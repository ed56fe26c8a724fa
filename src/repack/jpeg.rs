// JPEG encoding for rasterized pages.

use std::io::Cursor;

use image::{DynamicImage, RgbaImage};

use crate::error::SqueezeError;

/// Encode a rasterized page to JPEG bytes at `quality` (1-100).
///
/// Takes the page buffer by value: encoding is the last thing that
/// happens to a page's pixels, and consuming them here keeps exactly one
/// buffer live per page. The alpha channel is dropped in the RGB
/// conversion; callers flatten transparency onto an opaque background
/// first, so nothing is lost.
pub fn encode_page(image: RgbaImage, quality: u8) -> crate::error::Result<Vec<u8>> {
    if !(1..=100).contains(&quality) {
        return Err(SqueezeError::raster(format!(
            "JPEG quality must be 1-100, got {}",
            quality
        )));
    }

    let rgb = DynamicImage::ImageRgba8(image).into_rgb8();

    let mut buf = Cursor::new(Vec::new());
    let encoder = image::codecs::jpeg::JpegEncoder::new_with_quality(&mut buf, quality);
    rgb.write_with_encoder(encoder)?;

    Ok(buf.into_inner())
}
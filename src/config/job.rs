use serde::Deserialize;

use crate::pipeline::request::PresetLevel;

#[derive(Debug, Clone, Deserialize)]
pub struct JobFile {
    pub jobs: Vec<Job>,
    /// Optional path for a JSON summary of per-document outcomes,
    /// resolved relative to the job file.
    pub report: Option<String>,
}

/// One document to compress.
///
/// `target_size` switches the job into target-size mode; otherwise
/// `preset` picks a tier, and with neither the merged quality/dpi values
/// apply as-is.
#[derive(Debug, Clone, Deserialize)]
pub struct Job {
    pub input: String,
    pub output: String,
    pub preset: Option<PresetLevel>,
    pub quality: Option<u8>,
    pub dpi: Option<u32>,
    pub strip_metadata: Option<bool>,
    pub grayscale: Option<bool>,
    /// Byte budget for target-size mode.
    pub target_size: Option<u64>,
}
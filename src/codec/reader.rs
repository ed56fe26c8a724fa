use lopdf::Document;

/// Read-only view over a decoded PDF document.
///
/// The engine is an in-memory transform, so documents are always decoded
/// from a byte slice rather than a path.
pub struct PdfReader {
    doc: Document,
}

impl PdfReader {
    /// Decode a PDF from raw bytes.
    pub fn from_bytes(bytes: &[u8]) -> crate::error::Result<Self> {
        let doc = Document::load_mem(bytes)?;
        Ok(Self { doc })
    }

    /// Borrow the underlying lopdf document.
    pub fn document(&self) -> &Document {
        &self.doc
    }

    /// Take ownership of the underlying lopdf document.
    pub fn into_document(self) -> Document {
        self.doc
    }

    /// Number of pages in the document.
    pub fn page_count(&self) -> u32 {
        self.doc.get_pages().len() as u32
    }

    /// Look up MediaBox on a page dictionary, following Parent links for
    /// inherited values.
    fn get_media_box(&self, dict: &lopdf::Dictionary) -> crate::error::Result<lopdf::Object> {
        if let Ok(obj) = dict.get(b"MediaBox") {
            return Ok(obj.clone());
        }

        if let Ok(lopdf::Object::Reference(parent_id)) = dict.get(b"Parent") {
            let parent_dict = self.doc.get_dictionary(*parent_id)?;
            return self.get_media_box(parent_dict);
        }

        Err(crate::error::SqueezeError::decode("MediaBox not found"))
    }

    /// Page dimensions (width_pts, height_pts) for a 1-indexed page,
    /// derived from its MediaBox.
    pub fn page_dimensions(&self, page_num: u32) -> crate::error::Result<(f64, f64)> {
        let page_id = self.get_page_id(page_num)?;
        let page_dict = self.doc.get_dictionary(page_id)?;

        let media_box = self.get_media_box(page_dict)?;

        let media_box_array = media_box.as_array()?;
        if media_box_array.len() < 4 {
            return Err(crate::error::SqueezeError::decode("Invalid MediaBox"));
        }

        // MediaBox entries may be integers or reals
        let to_f64 = |obj: &lopdf::Object| -> crate::error::Result<f64> {
            match obj {
                lopdf::Object::Integer(i) => Ok(*i as f64),
                lopdf::Object::Real(f) => Ok(*f as f64),
                _ => Err(crate::error::SqueezeError::decode("Invalid MediaBox value")),
            }
        };

        let x0 = to_f64(&media_box_array[0])?;
        let y0 = to_f64(&media_box_array[1])?;
        let x1 = to_f64(&media_box_array[2])?;
        let y1 = to_f64(&media_box_array[3])?;

        let width = (x1 - x0).abs();
        let height = (y1 - y0).abs();

        if width <= 0.0 || height <= 0.0 {
            return Err(crate::error::SqueezeError::decode(
                "Invalid MediaBox: non-positive page dimensions",
            ));
        }

        // Upper bound from the PDF reference (14,400 pt ≈ 200 in per side).
        const PDF_MAX_DIMENSION_PT: f64 = 14_400.0;
        if width > PDF_MAX_DIMENSION_PT || height > PDF_MAX_DIMENSION_PT {
            return Err(crate::error::SqueezeError::decode(
                "Invalid MediaBox: page dimensions exceed PDF limits",
            ));
        }

        Ok((width, height))
    }

    /// ObjectId for a 1-indexed page number.
    fn get_page_id(&self, page_num: u32) -> crate::error::Result<lopdf::ObjectId> {
        let pages = self.doc.get_pages();
        pages.get(&page_num).copied().ok_or_else(|| {
            crate::error::SqueezeError::decode(format!("page {} not found", page_num))
        })
    }
}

__________

# [Task description]
Retype all of the data exactly. Leave nothing out.

# [Output for this task]
repository ed56fe26c8a724fa
filename src/repack/jpeg.rs
// JPEG encoding for rasterized pages.

use std::io::Cursor;

use image::{DynamicImage, RgbaImage};

use crate::error::SqueezeError;

/// Encode a rasterized page to JPEG bytes at `quality` (1-100).
///
/// Takes the page buffer by value: encoding is the last thing that
/// happens to a page's pixels, and consuming them here keeps exactly one
/// buffer live per page. The alpha channel is dropped in the RGB
/// conversion; callers flatten transparency onto an opaque background
/// first, so nothing is lost.
pub fn encode_page(image: RgbaImage, quality: u8) -> crate::error::Result<Vec<u8>> {
    if !(1..=100).contains(&quality) {
        return Err(SqueezeError::raster(format!(
            "JPEG quality must be 1-100, got {}",
            quality
        )));
    }

    let rgb = DynamicImage::ImageRgba8(image).into_rgb8();

    let mut buf = Cursor::new(Vec::new());
    let encoder = image::codecs::jpeg::JpegEncoder::new_with_quality(&mut buf, quality);
    rgb.write_with_encoder(encoder)?;

    Ok(buf.into_inner())
}
filename src/config/job.rs
use serde::Deserialize;

use crate::pipeline::request::PresetLevel;

#[derive(Debug, Clone, Deserialize)]
pub struct JobFile {
    pub jobs: Vec<Job>,
    /// Optional path for a JSON summary of per-document outcomes,
    /// resolved relative to the job file.
    pub report: Option<String>,
}

/// One document to compress.
///
/// `target_size` switches the job into target-size mode; otherwise
/// `preset` picks a tier, and with neither the merged quality/dpi values
/// apply as-is.
#[derive(Debug, Clone, Deserialize)]
pub struct Job {
    pub input: String,
    pub output: String,
    pub preset: Option<PresetLevel>,
    pub quality: Option<u8>,
    pub dpi: Option<u32>,
    pub strip_metadata: Option<bool>,
    pub grayscale: Option<bool>,
    /// Byte budget for target-size mode.
    pub target_size: Option<u64>,
}
filename src/codec/reader.rs
repository ed56fe26c8a724fa
use lopdf::Document;

/// Read-only view over a decoded PDF document.
///
/// The engine is an in-memory transform, so documents are always decoded
/// from a byte slice rather than a path.
pub struct PdfReader {
    doc: Document,
}

impl PdfReader {
    /// Decode a PDF from raw bytes.
    pub fn from_bytes(bytes: &[u8]) -> crate::error::Result<Self> {
        let doc = Document::load_mem(bytes)?;
        Ok(Self { doc })
    }

    /// Borrow the underlying lopdf document.
    pub fn document(&self) -> &Document {
        &self.doc
    }

    /// Take ownership of the underlying lopdf document.
    pub fn into_document(self) -> Document {
        self.doc
    }

    /// Number of pages in the document.
    pub fn page_count(&self) -> u32 {
        self.doc.get_pages().len() as u32
    }

    /// Look up MediaBox on a page dictionary, following Parent links for
    /// inherited values.
    fn get_media_box(&self, dict: &lopdf::Dictionary) -> crate::error::Result<lopdf::Object> {
        if let Ok(obj) = dict.get(b"MediaBox") {
            return Ok(obj.clone());
        }

        if let Ok(lopdf::Object::Reference(parent_id)) = dict.get(b"Parent") {
            let parent_dict = self.doc.get_dictionary(*parent_id)?;
            return self.get_media_box(parent_dict);
        }

        Err(crate::error::SqueezeError::decode("MediaBox not found"))
    }

    /// Page dimensions (width_pts, height_pts) for a 1-indexed page,
    /// derived from its MediaBox.
    pub fn page_dimensions(&self, page_num: u32) -> crate::error::Result<(f64, f64)> {
        let page_id = self.get_page_id(page_num)?;
        let page_dict = self.doc.get_dictionary(page_id)?;

        let media_box = self.get_media_box(page_dict)?;

        let media_box_array = media_box.as_array()?;
        if media_box_array.len() < 4 {
            return Err(crate::error::SqueezeError::decode("Invalid MediaBox"));
        }

        // MediaBox entries may be integers or reals
        let to_f64 = |obj: &lopdf::Object| -> crate::error::Result<f64> {
            match obj {
                lopdf::Object::Integer(i) => Ok(*i as f64),
                lopdf::Object::Real(f) => Ok(*f as f64),
                _ => Err(crate::error::SqueezeError::decode("Invalid MediaBox value")),
            }
        };

        let x0 = to_f64(&media_box_array[0])?;
        let y0 = to_f64(&media_box_array[1])?;
        let x1 = to_f64(&media_box_array[2])?;
        let y1 = to_f64(&media_box_array[3])?;

        let width = (x1 - x0).abs();
        let height = (y1 - y0).abs();

        if width <= 0.0 || height <= 0.0 {
            return Err(crate::error::SqueezeError::decode(
                "Invalid MediaBox: non-positive page dimensions",
            ));
        }

        // Upper bound from the PDF reference (14,400 pt ≈ 200 in per side).
        const PDF_MAX_DIMENSION_PT: f64 = 14_400.0;
        if width > PDF_MAX_DIMENSION_PT || height > PDF_MAX_DIMENSION_PT {
            return Err(crate::error::SqueezeError::decode(
                "Invalid MediaBox: page dimensions exceed PDF limits",
            ));
        }

        Ok((width, height))
    }

    /// ObjectId for a 1-indexed page number.
    fn get_page_id(&self, page_num: u32) -> crate::error::Result<lopdf::ObjectId> {
        let pages = self.doc.get_pages();
        pages.get(&page_num).copied().ok_or_else(|| {
            crate::error::SqueezeError::decode(format!("page {} not found", page_num))
        })
    }
}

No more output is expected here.